Separating the left-diagonal and diagonal

• Because of block-wise processing, we need to be careful of attending only to the causal K blocks
• We don’t merge the for-loop of the left-diagonal, with the diagonal processing to optimize the pipelining Triton does

Causal Attention Lower Triangular Structure Illustration

=======================================================
In causal attention, each token can only attend to itself and previous tokens.
This creates a lower triangular structure in the attention matrix.
For a sequence of length 8, the attention matrix looks like this:

K₀ K₁ K₂ K₃ K₄ K₅ K₆ K₇

Q₀ ✓ - - - - - - - (Q₀ can only attend to K₀)

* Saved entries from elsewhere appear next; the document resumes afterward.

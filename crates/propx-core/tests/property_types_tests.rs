#![allow(clippy::unwrap_used, clippy::expect_used)]

mod common;

use common::{BOX, LAYOUT_DOM, SPACER};
use propx_core::errors::PropxError;
use propx_core::model::ModelRef;
use propx_core::property::{props, validate, without_property_validation};
use chrono::{DateTime, NaiveDate, TimeDelta};
use propx_core::Value;

fn validation_detail(err: PropxError) -> String {
    match err {
        PropxError::Validation { error, .. } => error.to_string(),
        other => panic!("expected a validation error, got {other:?}"),
    }
}

// ===== accepts coercions =====

#[test]
fn test_margin_broadcasts_single_int() {
    let spacer = ModelRef::new(&SPACER, [("margin", Value::Int(5))]).unwrap();
    assert_eq!(spacer.get("margin").unwrap(), Value::from((5, 5, 5, 5)));
}

#[test]
fn test_margin_expands_vertical_horizontal_pair() {
    let spacer = common::spacer();
    spacer.set("margin", (1, 2)).unwrap();
    assert_eq!(spacer.get("margin").unwrap(), Value::from((1, 2, 1, 2)));
}

#[test]
fn test_margin_keeps_full_tuple_and_null() {
    let spacer = common::spacer();
    assert_eq!(spacer.get("margin").unwrap(), Value::from((0, 0, 0, 0)));

    spacer.set("margin", (1, 2, 3, 4)).unwrap();
    assert_eq!(spacer.get("margin").unwrap(), Value::from((1, 2, 3, 4)));

    spacer.set("margin", Value::Null).unwrap();
    assert!(spacer.get("margin").unwrap().is_null());
}

#[test]
fn test_margin_rejects_three_items_with_primary_type() {
    let spacer = common::spacer();
    let err = spacer.set("margin", (1, 2, 3)).unwrap_err();
    let message = validation_detail(err);
    assert!(
        message.starts_with("expected a value of type Nullable(Tuple(Int, Int, Int, Int))"),
        "{message}"
    );
    assert_eq!(spacer.get("margin").unwrap(), Value::from((0, 0, 0, 0)));
}

#[test]
fn test_margin_rejects_text() {
    let spacer = common::spacer();
    assert!(matches!(
        spacer.set("margin", "a"),
        Err(PropxError::Validation { ref property, .. }) if property == "margin"
    ));
}

#[test]
fn test_accepts_applies_inside_containers() {
    let lenient_float = props::float().accepts(props::string(), |v| {
        v.as_str()
            .and_then(|s| s.parse::<f64>().ok())
            .map_or(v.clone(), Value::Float)
    });
    let ty = props::list(lenient_float);

    let prepared = ty
        .prepare_value(Value::list([Value::from("1.5"), Value::Int(2)]))
        .unwrap();
    assert_eq!(prepared, Value::list([Value::Float(1.5), Value::Int(2)]));
    assert!(ty.prepare_value(Value::list([Value::from("wide")])).is_err());
}

// ===== unions and nullability =====

#[test]
fn test_either_accepts_each_candidate_in_order() {
    let spacer = common::spacer();
    assert_eq!(spacer.get("width_policy").unwrap(), Value::from("auto"));

    spacer.set("width_policy", "fixed").unwrap();
    assert_eq!(spacer.get("width_policy").unwrap(), Value::from("fixed"));

    let err = spacer.set("width_policy", "wide").unwrap_err();
    assert!(validation_detail(err).contains("Either(Auto, Enum('fixed', 'fit', 'min', 'max'))"));
}

#[test]
fn test_either_default_is_first_candidate() {
    let spacer = common::spacer();
    assert!(spacer.get("aspect_ratio").unwrap().is_null());
    spacer.set("aspect_ratio", 1.5).unwrap();
    spacer.set("aspect_ratio", "auto").unwrap();
    assert!(spacer.set("aspect_ratio", "square").is_err());
}

#[test]
fn test_nullable_admits_null_only_when_declared() {
    assert!(props::nullable(props::int()).is_valid(&Value::Null));
    assert!(!props::int().is_valid(&Value::Null));
    assert!(props::nullable(props::int()).is_nullable());
    assert!(!props::string().is_nullable());
}

#[test]
fn test_non_nullable_excludes_null_and_has_no_default() {
    let ty = props::non_nullable(props::either(vec![props::int(), props::null()]));
    assert!(ty.is_valid(&Value::Int(3)));
    assert!(!ty.is_valid(&Value::Null));
    assert_eq!(ty.literal_default(), None);
    assert_eq!(ty.describe(), "NonNullable(Either(Int, Null))");
}

#[test]
fn test_nothing_accepts_no_value() {
    let ty = props::nothing();
    for value in [Value::Null, Value::Int(0), Value::from(""), Value::list(Vec::<Value>::new())] {
        assert!(ty.prepare_value(value).is_err());
    }
    assert_eq!(ty.literal_default(), None);
}

// ===== primitives and refinements =====

#[test]
fn test_numeric_kinds() {
    assert!(props::float().is_valid(&Value::Int(1)));
    assert!(!props::int().is_valid(&Value::Float(1.0)));
    assert!(!props::int().is_valid(&Value::Bool(true)));
    assert!(props::complex().is_valid(&Value::Complex { re: 1.0, im: -2.0 }));
}

#[test]
fn test_refinements_bound_values() {
    let byte = props::byte();
    assert!(byte.is_valid(&Value::Int(0)));
    assert!(byte.is_valid(&Value::Int(255)));
    assert!(!byte.is_valid(&Value::Int(256)));
    assert!(!byte.is_valid(&Value::Int(-1)));

    let spacer = common::spacer();
    assert!(spacer.set("width", -1).is_err());
    spacer.set("width", 0).unwrap();

    assert!(!props::positive(props::int()).is_valid(&Value::Int(0)));
    assert!(!props::non_empty(props::string()).is_valid(&Value::from("")));
    assert!(props::non_empty(props::list(props::int())).is_valid(&Value::list([1])));
}

#[test]
fn test_temporal_wire_forms_become_native() {
    let day = NaiveDate::from_ymd_opt(2024, 3, 1).unwrap();
    assert_eq!(
        props::date().prepare_value(Value::from("2024-03-01")).unwrap(),
        Value::Date(day)
    );
    assert!(props::date().prepare_value(Value::from("2024-13-01")).is_err());

    let epoch = DateTime::from_timestamp(0, 0).unwrap().naive_utc();
    assert_eq!(
        props::datetime().prepare_value(Value::Int(0)).unwrap(),
        Value::Datetime(epoch)
    );
    assert!(props::datetime().prepare_value(Value::Float(f64::NAN)).is_err());

    assert_eq!(
        props::nullable(props::timedelta()).prepare_value(Value::Float(1.5)).unwrap(),
        Value::TimeDelta(TimeDelta::microseconds(1500))
    );
    assert!(props::timedelta().prepare_value(Value::from("1.5")).is_err());
}

#[test]
fn test_min_max_bounds_require_min_below_max() {
    let ty = props::min_max_bounds(false);
    assert_eq!(ty.literal_default(), Some(Value::from("auto")));
    assert!(ty.is_valid(&Value::from((0.0, 1.0))));
    assert!(ty.is_valid(&Value::list([Value::Null, Value::Float(5.0)])));
    assert!(!ty.is_valid(&Value::list([Value::Null, Value::Null])));
    assert!(!ty.is_valid(&Value::from("none")));

    let err = ty.validate(&Value::from((5.0, 1.0))).unwrap_err();
    assert!(err.to_string().contains("maximum smaller than minimum"), "{err}");
    assert!(ty.prepare_value(Value::from((2, 2))).is_err());
}

#[test]
fn test_min_max_bounds_with_datetimes() {
    let start = NaiveDate::from_ymd_opt(2024, 1, 1).unwrap().and_hms_opt(0, 0, 0).unwrap();
    let end = NaiveDate::from_ymd_opt(2024, 6, 1).unwrap().and_hms_opt(0, 0, 0).unwrap();

    let ty = props::min_max_bounds(true);
    assert!(ty.is_valid(&Value::from((start, end))));
    assert!(ty.is_valid(&Value::list([Value::Datetime(start), Value::Null])));
    assert!(!ty.is_valid(&Value::from((end, start))));
    assert!(!props::min_max_bounds(false).is_valid(&Value::from((start, end))));
}

#[test]
fn test_dash_pattern_forms_become_lengths() {
    let ty = props::dash_pattern();
    assert_eq!(ty.literal_default(), Some(Value::list(Vec::<Value>::new())));
    assert_eq!(ty.prepare_value(Value::from("dashed")).unwrap(), Value::list([6]));
    assert_eq!(ty.prepare_value(Value::from("dotdash")).unwrap(), Value::list([2, 4, 6, 4]));
    assert_eq!(ty.prepare_value(Value::from("4 2")).unwrap(), Value::list([4, 2]));
    assert_eq!(ty.prepare_value(Value::from("")).unwrap(), Value::list(Vec::<Value>::new()));
    assert_eq!(ty.prepare_value(Value::list([3, 1])).unwrap(), Value::list([3, 1]));

    for bad in [Value::from("dashes"), Value::from("4 x"), Value::list([1.5]), Value::Int(4)] {
        assert!(ty.prepare_value(bad).is_err());
    }
}

#[test]
fn test_factors_nest_up_to_three_levels() {
    let factor = props::factor();
    assert!(factor.is_valid(&Value::from("apples")));
    assert!(factor.is_valid(&Value::from(("2024", "Q1"))));
    assert!(factor.is_valid(&Value::from(("2024", "Q1", "Jan"))));
    assert!(!factor.is_valid(&Value::from("")));
    assert!(!factor.is_valid(&Value::list(["a", "b", "c", "d"])));

    let factors = props::factor_seq();
    assert!(factors.is_valid(&Value::list(["apples", "pears"])));
    assert!(factors.is_valid(&Value::list([("2024", "Q1"), ("2024", "Q2")])));
    assert!(!factors.is_valid(&Value::list([Value::from("apples"), Value::from(("2024", "Q1"))])));
}

#[test]
fn test_enumeration_rejects_unknown_member() {
    let ty = props::enumeration(common::LOCATION);
    assert!(ty.is_valid(&Value::from("left")));
    assert!(!ty.is_valid(&Value::from("top")));
}

#[test]
fn test_color_forms() {
    let spacer = common::spacer();
    for color in [
        Value::from("red"),
        Value::from("#ff0000"),
        Value::from("#f00a"),
        Value::from((255, 0, 0)),
        Value::from((255, 0, 0, 0.5)),
    ] {
        spacer.set("background", color.clone()).unwrap();
        assert_eq!(spacer.get("background").unwrap(), color);
    }
    assert!(spacer.set("background", "notacolor").is_err());
    assert!(spacer.set("background", (256, 0, 0)).is_err());
    assert!(spacer.set("background", (0, 0, 0, 1.5)).is_err());
}

// ===== containers =====

#[test]
fn test_seq_reports_failing_item() {
    let err = props::list(props::int())
        .validate(&Value::list([Value::Int(1), Value::from("two")]))
        .unwrap_err();
    assert_eq!(err.detail.as_deref().map(|d| d.starts_with("item 1:")), Some(true));
}

#[test]
fn test_struct_rejects_unexpected_and_missing_keys() {
    let ty = props::structure(vec![
        props::struct_field("start", props::int()),
        props::optional_field("label", props::string()),
    ]);

    assert!(ty.is_valid(&Value::dict([("start", Value::Int(1))])));
    assert!(ty.is_valid(&Value::dict([
        ("start", Value::Int(1)),
        ("label", Value::from("a")),
    ])));

    let err = ty
        .validate(&Value::dict([("start", Value::Int(1)), ("bogus", Value::Int(2))]))
        .unwrap_err();
    assert_eq!(err.detail.as_deref(), Some("unexpected key 'bogus'"));

    let err = ty.validate(&Value::dict([("label", Value::from("a"))])).unwrap_err();
    assert_eq!(err.detail.as_deref(), Some("missing key 'start'"));
}

#[test]
fn test_option_struct_rejects_bogus_key() {
    let spacer = common::spacer();
    let table = spacer.class().properties().unwrap();
    let policy = table.get("width_policy").unwrap().property_type().clone();
    let ty = props::structure(vec![
        props::optional_field("policy", policy),
        props::optional_field("align", props::enumeration(common::ALIGN)),
    ]);
    let options = Value::dict([("policy", Value::from("fit")), ("align", Value::from("end"))]);
    assert!(ty.is_valid(&options));

    let bogus = Value::dict([("policy", Value::from("fit")), ("bogus", Value::Int(1))]);
    assert!(!ty.is_valid(&bogus));
    assert!(ty.prepare_value(bogus).is_err());
}

#[test]
fn test_restricted_dict_rejects_disallowed_key() {
    let ty = props::restricted_dict(props::string(), props::any(), ["id"]);
    assert!(ty.is_valid(&Value::dict([("name", Value::from("a"))])));
    let err = ty.validate(&Value::dict([("id", Value::Int(1))])).unwrap_err();
    assert_eq!(err.detail.as_deref(), Some("disallowed key 'id'"));
}

#[test]
fn test_dict_values_are_checked() {
    let spacer = common::spacer();
    spacer
        .set("styles", Value::dict([("color", Value::from("red")), ("border", Value::Null)]))
        .unwrap();
    assert!(spacer
        .set("styles", Value::dict([("color", Value::Int(1))]))
        .is_err());
}

// ===== references =====

#[test]
fn test_instance_accepts_subclasses_only() {
    let spacer = Value::from(common::spacer());
    assert!(props::instance(&LAYOUT_DOM).is_valid(&spacer));
    assert!(!props::instance(&BOX).is_valid(&spacer));
    assert!(!props::instance(&LAYOUT_DOM).is_valid(&Value::from("Spacer")));
}

// ===== validation toggle =====

#[test]
fn test_disabled_validation_stores_value_unchanged() {
    let spacer = common::spacer();
    without_property_validation(|| spacer.set("width", "wide")).unwrap();
    assert_eq!(spacer.get("width").unwrap(), Value::from("wide"));
    assert!(spacer.set("width", "wide").is_err());
}

#[test]
fn test_validation_guard_is_scoped() {
    let spacer = common::spacer();
    {
        let _off = validate(false);
        spacer.set("height", -5).unwrap();
    }
    assert_eq!(spacer.get("height").unwrap(), Value::Int(-5));
    assert!(spacer.set("height", -6).is_err());
}

#[test]
fn test_descriptions() {
    let spacer = common::spacer();
    let table = spacer.class().properties().unwrap();
    assert_eq!(
        table.get("width").unwrap().property_type().describe(),
        "Nullable(NonNegative(Int))"
    );
    assert_eq!(
        table.get("styles").unwrap().property_type().describe(),
        "Dict(String, Nullable(String))"
    );
    assert_eq!(
        table.get("margin").unwrap().property_type().help_text(),
        None
    );
}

Q₁ ✓ ✓ - - - - - - (Q₁ can attend to K₀, K₁)

Q₂ ✓ ✓ ✓ - - - - - (Q₂ can attend to K₀, K₁, K₂)

Q₃ ✓ ✓ ✓ ✓ - - - - (Q₃ can attend to K₀, K₁, K₂, K₃)

Q₄ ✓ ✓ ✓ ✓ ✓ - - - (Q₄ can attend to K₀, K₁, K₂, K₃, K₄)

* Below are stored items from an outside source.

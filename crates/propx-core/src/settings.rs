//! Runtime settings
//!
//! Loaded through the `config` crate from `PROPX_`-prefixed environment
//! variables or from a TOML document:
//!
//! | key | env | values |
//! |---|---|---|
//! | `validation_level` | `PROPX_VALIDATION_LEVEL` | `none`, `errors`, `all` |
//! | `property_validation` | `PROPX_PROPERTY_VALIDATION` | `true`, `false` |
//! | `silenced_warnings` | `PROPX_SILENCED_WARNINGS` | comma separated codes |
//! | `log_profile` | `PROPX_LOG_PROFILE` | `development`, `production`, `test` |

use crate::errors::Result;
use crate::logging_facility::{self, Profile};
use crate::property::set_property_validation;
use crate::rules::{ValidationLevel, ValidatorConfig};
use config::{Config, Environment, File, FileFormat};
use serde::Deserialize;
use std::collections::HashMap;

const ENV_PREFIX: &str = "PROPX";

#[derive(Debug, Clone, PartialEq, Eq, Deserialize)]
#[serde(default)]
pub struct Settings {
    pub validation_level: ValidationLevel,
    pub property_validation: bool,
    pub silenced_warnings: Vec<u16>,
    pub log_profile: Profile,
}

impl Default for Settings {
    fn default() -> Self {
        Self {
            validation_level: ValidationLevel::All,
            property_validation: true,
            silenced_warnings: Vec::new(),
            log_profile: Profile::Development,
        }
    }
}

fn environment(source: Option<HashMap<String, String>>) -> Environment {
    Environment::with_prefix(ENV_PREFIX)
        .try_parsing(true)
        .list_separator(",")
        .with_list_parse_key("silenced_warnings")
        .source(source)
}

impl Settings {
    /// Load from the process environment
    ///
    /// # Errors
    ///
    /// Returns `Config` when a variable does not parse.
    pub fn from_env() -> Result<Self> {
        let settings = Config::builder()
            .add_source(environment(None))
            .build()?
            .try_deserialize()?;
        Ok(settings)
    }

    /// Load from environment-style variables (`PROPX_VALIDATION_LEVEL=...`)
    ///
    /// # Errors
    ///
    /// Returns `Config` when a variable does not parse.
    pub fn from_vars<I, K, V>(vars: I) -> Result<Self>
    where
        I: IntoIterator<Item = (K, V)>,
        K: Into<String>,
        V: Into<String>,
    {
        let source = vars
            .into_iter()
            .map(|(k, v)| (k.into(), v.into()))
            .collect();
        let settings = Config::builder()
            .add_source(environment(Some(source)))
            .build()?
            .try_deserialize()?;
        Ok(settings)
    }

    /// Load from a TOML document
    ///
    /// # Errors
    ///
    /// Returns `Config` when the document does not parse.
    pub fn from_toml_str(toml: &str) -> Result<Self> {
        let settings = Config::builder()
            .add_source(File::from_str(toml, FileFormat::Toml))
            .build()?
            .try_deserialize()?;
        Ok(settings)
    }

    /// Install the process-wide property validation default
    pub fn apply(&self) {
        set_property_validation(self.property_validation);
        tracing::debug!(
            component = module_path!(),
            op = "apply_settings",
            property_validation = self.property_validation,
            validation_level = ?self.validation_level,
            "applied settings"
        );
    }

    /// Initialize logging with the configured profile
    pub fn init_logging(&self) {
        logging_facility::init(self.log_profile);
    }

    pub fn validator_config(&self) -> ValidatorConfig {
        ValidatorConfig {
            level: self.validation_level,
            silenced: self.silenced_warnings.iter().copied().collect(),
        }
    }
}
//! Diagnostic codes and collected issues

use crate::model::ModelRef;
use propx_core_types::ModelId;
use std::collections::BTreeMap;
use std::fmt;

#[derive(Debug, Clone, Copy, PartialEq, Eq, PartialOrd, Ord, Hash)]
pub enum Severity {
    Warning,
    Error,
}

impl Severity {
    fn prefix(self) -> char {
        match self {
            Severity::Warning => 'W',
            Severity::Error => 'E',
        }
    }
}

/// A registered diagnostic: numeric code, symbolic name and description
#[derive(Debug, Clone, Copy, PartialEq, Eq, Hash)]
pub struct IssueCode {
    pub code: u16,
    pub name: &'static str,
    pub description: &'static str,
    pub severity: Severity,
}

impl IssueCode {
    pub const fn error(code: u16, name: &'static str, description: &'static str) -> Self {
        Self {
            code,
            name,
            description,
            severity: Severity::Error,
        }
    }

    pub const fn warning(code: u16, name: &'static str, description: &'static str) -> Self {
        Self {
            code,
            name,
            description,
            severity: Severity::Warning,
        }
    }
}

impl fmt::Display for IssueCode {
    fn fmt(&self, f: &mut fmt::Formatter<'_>) -> fmt::Result {
        write!(f, "{}-{} ({})", self.severity.prefix(), self.code, self.name)
    }
}

/// Known diagnostic codes
pub mod codes {
    use super::IssueCode;

    pub const MIN_PREFERRED_MAX_WIDTH: IssueCode = IssueCode::error(
        1022,
        "MIN_PREFERRED_MAX_WIDTH",
        "Expected min_width <= width <= max_width",
    );
    pub const MIN_PREFERRED_MAX_HEIGHT: IssueCode = IssueCode::error(
        1023,
        "MIN_PREFERRED_MAX_HEIGHT",
        "Expected min_height <= height <= max_height",
    );
    pub const REPEATED_LAYOUT_CHILD: IssueCode = IssueCode::error(
        1027,
        "REPEATED_LAYOUT_CHILD",
        "The same model can't be used multiple times in a layout",
    );
    pub const EXT_ERROR: IssueCode =
        IssueCode::error(9999, "EXT", "Custom extension reports error");

    pub const EMPTY_LAYOUT: IssueCode =
        IssueCode::warning(1002, "EMPTY_LAYOUT", "Layout has no children");
    pub const FIXED_SIZING_MODE: IssueCode = IssueCode::warning(
        1005,
        "FIXED_SIZING_MODE",
        "'fixed' sizing mode requires width and height to be set",
    );
    pub const FIXED_WIDTH_POLICY: IssueCode = IssueCode::warning(
        1006,
        "FIXED_WIDTH_POLICY",
        "'fixed' width policy requires width to be set",
    );
    pub const FIXED_HEIGHT_POLICY: IssueCode = IssueCode::warning(
        1007,
        "FIXED_HEIGHT_POLICY",
        "'fixed' height policy requires height to be set",
    );
    pub const EXT_WARNING: IssueCode =
        IssueCode::warning(9999, "EXT", "Custom extension reports warning");
}

/// One finding of an integrity check on one model
#[derive(Debug, Clone, PartialEq)]
pub struct Issue {
    pub code: IssueCode,
    pub model_id: ModelId,
    /// `Class(id='...')` of the originating model
    pub model: String,
    pub extra: String,
}

impl Issue {
    pub fn new(code: IssueCode, model: &ModelRef, extra: impl Into<String>) -> Self {
        Self {
            code,
            model_id: model.id().clone(),
            model: model.to_string(),
            extra: extra.into(),
        }
    }

    pub fn severity(&self) -> Severity {
        self.code.severity
    }
}

impl fmt::Display for Issue {
    fn fmt(&self, f: &mut fmt::Formatter<'_>) -> fmt::Result {
        write!(f, "{}: {}: {}", self.code, self.code.description, self.extra)
    }
}

/// Issues collected over a model graph
#[derive(Debug, Clone, Default, PartialEq)]
pub struct ValidationIssues {
    pub errors: Vec<Issue>,
    pub warnings: Vec<Issue>,
}

impl ValidationIssues {
    pub fn push(&mut self, issue: Issue) {
        match issue.severity() {
            Severity::Error => self.errors.push(issue),
            Severity::Warning => self.warnings.push(issue),
        }
    }

    pub fn is_empty(&self) -> bool {
        self.errors.is_empty() && self.warnings.is_empty()
    }

    pub fn len(&self) -> usize {
        self.errors.len() + self.warnings.len()
    }

    pub fn has_errors(&self) -> bool {
        !self.errors.is_empty()
    }

    /// Payloads aggregated per `(severity, code)`, in discovery order
    pub fn by_code(&self) -> BTreeMap<(Severity, u16), Vec<&str>> {
        let mut grouped: BTreeMap<(Severity, u16), Vec<&str>> = BTreeMap::new();
        for issue in self.errors.iter().chain(&self.warnings) {
            grouped
                .entry((issue.severity(), issue.code.code))
                .or_default()
                .push(&issue.extra);
        }
        grouped
    }

    /// Issues carrying `code`
    pub fn with_code(&self, code: IssueCode) -> Vec<&Issue> {
        self.errors
            .iter()
            .chain(&self.warnings)
            .filter(|issue| issue.code == code)
            .collect()
    }
}
//! Shared model handles

use super::class::ModelClass;
use super::has_props::HasProps;
use super::listener::{dispatch, ChangeListener};
use crate::errors::{PxError, Result};
use crate::value::Value;
use parking_lot::{RwLock, RwLockReadGuard, RwLockWriteGuard};
use propx_core_types::ModelId;
use std::fmt;
use std::hash::{Hash, Hasher};
use std::sync::Arc;

struct ModelCell {
    id: ModelId,
    class: &'static ModelClass,
    state: RwLock<HasProps>,
}

/// Cloneable, thread-safe handle to a model instance
///
/// This is the value stored in `Instance` properties. Two handles are equal
/// only if they point at the same instance. Each call takes the instance
/// lock for its own duration; listeners run after the lock is released.
#[derive(Clone)]
pub struct ModelRef(Arc<ModelCell>);

impl ModelRef {
    /// # Errors
    ///
    /// Same as [`HasProps::new`].
    pub fn new<I, K>(class: &'static ModelClass, kwargs: I) -> Result<Self>
    where
        I: IntoIterator<Item = (K, Value)>,
        K: Into<String>,
    {
        HasProps::new(class, kwargs).map(Self::from_props)
    }

    /// # Errors
    ///
    /// Same as [`HasProps::new`].
    pub fn with_defaults(class: &'static ModelClass) -> Result<Self> {
        HasProps::with_defaults(class).map(Self::from_props)
    }

    pub fn from_props(props: HasProps) -> Self {
        Self(Arc::new(ModelCell {
            id: props.id().clone(),
            class: props.class(),
            state: RwLock::new(props),
        }))
    }

    pub fn id(&self) -> &ModelId {
        &self.0.id
    }

    pub fn class(&self) -> &'static ModelClass {
        self.0.class
    }

    pub fn is_instance_of(&self, class: &ModelClass) -> bool {
        self.0.class.is_subclass_of(class)
    }

    pub fn ptr_eq(&self, other: &ModelRef) -> bool {
        Arc::ptr_eq(&self.0, &other.0)
    }

    pub fn read(&self) -> RwLockReadGuard<'_, HasProps> {
        self.0.state.read()
    }

    pub fn write(&self) -> RwLockWriteGuard<'_, HasProps> {
        self.0.state.write()
    }

    /// # Errors
    ///
    /// Same as [`HasProps::get`].
    pub fn get(&self, name: &str) -> Result<Value> {
        self.write().get(name)
    }

    /// # Errors
    ///
    /// Same as [`HasProps::set`].
    pub fn set(&self, name: &str, value: impl Into<Value>) -> Result<()> {
        self.assign_and_notify(name, value.into(), false)
    }

    /// # Errors
    ///
    /// Same as [`HasProps::set_internal`].
    pub fn set_internal(&self, name: &str, value: impl Into<Value>) -> Result<()> {
        self.assign_and_notify(name, value.into(), true)
    }

    /// Apply a property value patch coming back from the rendering runtime
    ///
    /// The JSON is decoded with the wire encodings and written through the
    /// internal path, so readonly properties accept it.
    ///
    /// # Errors
    ///
    /// Same as [`HasProps::set_internal`].
    pub fn apply_json(&self, name: &str, json: &serde_json::Value) -> Result<()> {
        self.set_internal(name, Value::from_json(json))
    }

    fn assign_and_notify(&self, name: &str, value: Value, internal: bool) -> Result<()> {
        let (change, listeners) = {
            let mut state = self.write();
            let change = state.assign(name, value, internal)?;
            (change, state.listeners())
        };
        match change {
            Some(change) => dispatch(&listeners, &change),
            None => Ok(()),
        }
    }

    /// Register a closure listener
    pub fn on_change<F>(&self, listener: F)
    where
        F: Fn(&str, Option<&Value>, &Value) -> std::result::Result<(), PxError>
            + Send
            + Sync
            + 'static,
    {
        self.write().on_change(listener);
    }

    pub fn add_listener(&self, listener: Arc<dyn ChangeListener>) {
        self.write().add_listener(listener);
    }

    pub fn is_set(&self, name: &str) -> bool {
        self.read().is_set(name)
    }

    /// # Errors
    ///
    /// Same as [`HasProps::properties_with_values`].
    pub fn properties_with_values(&self, include_defaults: bool) -> Result<Vec<(String, Value)>> {
        self.write().properties_with_values(include_defaults)
    }

    /// # Errors
    ///
    /// Same as [`HasProps::references`].
    pub fn references(&self) -> Result<Vec<ModelRef>> {
        self.write().references()
    }
}

impl PartialEq for ModelRef {
    fn eq(&self, other: &Self) -> bool {
        self.ptr_eq(other)
    }
}

impl Eq for ModelRef {}

impl Hash for ModelRef {
    fn hash<H: Hasher>(&self, state: &mut H) {
        self.0.id.hash(state);
    }
}

impl fmt::Display for ModelRef {
    fn fmt(&self, f: &mut fmt::Formatter<'_>) -> fmt::Result {
        write!(f, "{}(id='{}')", self.0.class.name(), self.0.id)
    }
}

impl fmt::Debug for ModelRef {
    fn fmt(&self, f: &mut fmt::Formatter<'_>) -> fmt::Result {
        write!(f, "ModelRef({})", self)
    }
}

Q₅ ✓ ✓ ✓ ✓ ✓ ✓ - - (Q₅ can attend to K₀, K₁, K₂, K₃, K₄, K₅)

Q₆ ✓ ✓ ✓ ✓ ✓ ✓ ✓ - (Q₆ can attend to K₀, K₁, K₂, K₃, K₄, K₅, K₆)

Q₇ ✓ ✓ ✓ ✓ ✓ ✓ ✓ ✓ (Q₇ can attend to all K₀-K₇)

  

Where:
- ✓ = allowed attention (masked to 0, not -inf)
- - = masked attention (set to -inf)
- 
Block-wise Processing:
====================
When processing in blocks with different sizes (e.g., BLOCK_SIZE_Q = 2, BLOCK_SIZE_KV = 3):

Block 0 (Q₀,Q₁): Must load 1 block: K₀,K₁,K₂ (left of diagonal)
Block 1 (Q₂,Q₃): Must load 2 blocks: K₀,K₁,K₂,K₃,K₄,K₅ (left of diagonal)
Block 2 (Q₄,Q₅): Must load 2 blocks: K₀,K₁,K₂,K₃,K₄,K₅,K₆ (left of diagonal)
Block 3 (Q₆,Q₇): Must load 3 blocks: K₀,K₁,K₂,K₃,K₄,K₅,K₆,K₇ (left of diagonal)

The diagonal edge case occurs when a K block spans across the causal boundary.

For example, in Block 1 (Q₂,Q₃), the K block [K₃,K₄,K₅] contains:
- K₃: allowed (Q₃ can attend to K₃)
- K₄,K₅: masked (Q₂,Q₃ cannot attend to future tokens)

This requires STAGE 2 processing to handle the mixed masked/unmasked keys within a single K block.

Log-sum-exp “trick”

• For the attention score matrix A= softmax(QK^T) = softmax(X) ## shape (T,T) , each row is defined as $A_{ij}=\frac{exp(x_{ij})-m_i}{{\sum }_{j}exp(x_{ij}-m_i)}$

• Let’s define $l_i={\sum }_{j}exp(x_{ij}-m_i)$

• Assume that in the forward pass, if we store $L_i=m_i+log(l_i)$ for the backward pass (the logsumexp variable)

• Then, in the backward pass, we will recompute $Q{K}^T$, and we can recover $A$ by computing $A_{ij}=exp(x_{ij}-L_i)=\frac{exp(x_{ij}-m_i)}{exp(log(l_i))}=\frac{exp(x_{ij})-m_i}{{\sum }_{j}exp(x_{ij}-m_i)}$